This creates a set of files (one for each mail container) in the mbox format. The original .mwm files are not touched. If you don't trust Qdb just copy the .mwm files you would like to convert into a directory and start the converter there. On mailwarrior 3.61: copy all directories containing the .kmx files into one directory and start the converter there.

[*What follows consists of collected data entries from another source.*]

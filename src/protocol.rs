//! Events exchanged between a client and the render executor.
//!
//! Every message is a JSON object `{"event": <name>, "data": <payload>}` and every
//! payload carries the project `id` it belongs to. Two families share the channel:
//! the join family (`join`, `status`, `finished`, `error`) and the render family
//! (`render:*`).

use serde::{Deserialize, Serialize};

use crate::error::Result;
use crate::subtitle::Word;

/// Commands sent by a client
#[derive(Debug, Clone, PartialEq, Serialize, Deserialize)]
#[serde(tag = "event", content = "data")]
pub enum ClientEvent {
    /// Observe a project; answered with its current state
    #[serde(rename = "join")]
    Join { id: String },

    #[serde(rename = "render:start")]
    RenderStart { id: String },

    #[serde(rename = "render:cancel")]
    RenderCancel { id: String },
}

/// Events pushed by the executor
#[derive(Debug, Clone, PartialEq, Serialize, Deserialize)]
#[serde(tag = "event", content = "data")]
pub enum ServerEvent {
    #[serde(rename = "status")]
    Status { id: String, status: String, progress: u8 },

    /// The project's transcript is ready
    #[serde(rename = "finished")]
    Finished { id: String, transcript: Vec<Word> },

    #[serde(rename = "error")]
    Error { id: String, error: String },

    #[serde(rename = "render:progress")]
    RenderProgress { id: String, progress: u8, status: String },

    #[serde(rename = "render:finished")]
    RenderFinished { id: String, video: String },

    #[serde(rename = "render:error")]
    RenderError { id: String, error: String },

    /// Acknowledges a cancel request
    #[serde(rename = "render:cancel")]
    RenderCancelled { id: String },

    /// Current render state, replayed to a client that rejoined mid-render
    #[serde(rename = "render:resume")]
    RenderResume { id: String, progress: u8, status: String },
}

impl ClientEvent {
    pub fn project_id(&self) -> &str {
        match self {
            ClientEvent::Join { id }
            | ClientEvent::RenderStart { id }
            | ClientEvent::RenderCancel { id } => id,
        }
    }

    pub fn to_json(&self) -> Result<String> {
        Ok(serde_json::to_string(self)?)
    }

    pub fn from_json(json: &str) -> Result<Self> {
        Ok(serde_json::from_str(json)?)
    }
}

impl ServerEvent {
    pub fn project_id(&self) -> &str {
        match self {
            ServerEvent::Status { id, .. }
            | ServerEvent::Finished { id, .. }
            | ServerEvent::Error { id, .. }
            | ServerEvent::RenderProgress { id, .. }
            | ServerEvent::RenderFinished { id, .. }
            | ServerEvent::RenderError { id, .. }
            | ServerEvent::RenderCancelled { id }
            | ServerEvent::RenderResume { id, .. } => id,
        }
    }

    /// Any event of the render family
    pub fn is_render_event(&self) -> bool {
        !matches!(
            self,
            ServerEvent::Status { .. } | ServerEvent::Finished { .. } | ServerEvent::Error { .. }
        )
    }

    /// `render:finished` or `render:error`
    pub fn is_render_terminal(&self) -> bool {
        matches!(
            self,
            ServerEvent::RenderFinished { .. } | ServerEvent::RenderError { .. }
        )
    }

    pub fn to_json(&self) -> Result<String> {
        Ok(serde_json::to_string(self)?)
    }

    pub fn from_json(json: &str) -> Result<Self> {
        Ok(serde_json::from_str(json)?)
    }
}

/// Render job state. Clients move through `Idle`, `Starting`, `Rendering` and
/// the terminal states; `Cancelling` is held by the executor while a cancelled
/// worker is still winding down.
#[derive(Debug, Clone, Copy, Default, PartialEq, Eq, Serialize, Deserialize)]
#[serde(rename_all = "lowercase")]
pub enum RenderState {
    #[default]
    Idle,
    Starting,
    Rendering,
    Cancelling,
    Completed,
    Error,
}

impl RenderState {
    /// A job has been started and has not reached a terminal state
    pub fn is_active(&self) -> bool {
        matches!(
            self,
            RenderState::Starting | RenderState::Rendering | RenderState::Cancelling
        )
    }

    pub fn is_terminal(&self) -> bool {
        matches!(self, RenderState::Completed | RenderState::Error)
    }
}

/// One project's render job as seen by its owner
#[derive(Debug, Clone, Default, PartialEq, Serialize, Deserialize)]
pub struct RenderJob {
    pub id: String,
    pub state: RenderState,
    pub progress: u8,
    pub status_message: String,
    pub result_media_ref: Option<String>,
    pub error_message: Option<String>,
}

impl RenderJob {
    pub fn new<S: Into<String>>(id: S) -> Self {
        Self {
            id: id.into(),
            ..Self::default()
        }
    }

    /// Back to `Idle`, keeping the id
    pub fn reset(&mut self) {
        *self = Self::new(std::mem::take(&mut self.id));
    }
}

/// Keeps a job's reported progress non-decreasing and within 0..=100
#[derive(Debug, Clone, Copy, Default)]
pub struct ProgressTracker {
    last: u8,
}

impl ProgressTracker {
    pub fn new() -> Self {
        Self::default()
    }

    /// Record a new value and return what may be reported
    pub fn advance(&mut self, progress: u8) -> u8 {
        self.last = self.last.max(progress.min(100));
        self.last
    }

    pub fn current(&self) -> u8 {
        self.last
    }

    pub fn reset(&mut self) {
        self.last = 0;
    }
}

Note, that all binary attachments are included into the conversion as well. To avoid this rename the attachment directory during the conversion process.

Important

This program can not convert compacted folders!
In case your mailbox is compacted, qdb might: If one of the above mentioned happens, please try the following:
  1. Start MW 3.61, create a new mailbox by right-clicking the tree-root and selecting "new folder", naming it "dummyfolder"
  2. right-click the "dummyfolder" and select "new mailbox", naming it "dummy"
  3. now copy all mails you wish to convert into this new mailbox.
  4. close mail warrior
  5. create a new directory somewhere (NOT below "Mails"!) using the explorer
  6. Use the explorer to copy the directory "dummyfolder" below "Mails" (in the MW installation directory) to the newly created directory
  7. copy Qdb.zip into the same directory
  8. in this directory run "PathToJava\java -cp Qdb.zip Qdb" in a dos shell
Now the new folder should contain a file called dummyfolder.FLD.dummy.mbox

Now you can restart MW and either delete the whole dummy-folder or restart the process by deleting the converted mails from it and adding new ones. Don't forget to save the .mbox file from the first run so that it doesn't get replaced.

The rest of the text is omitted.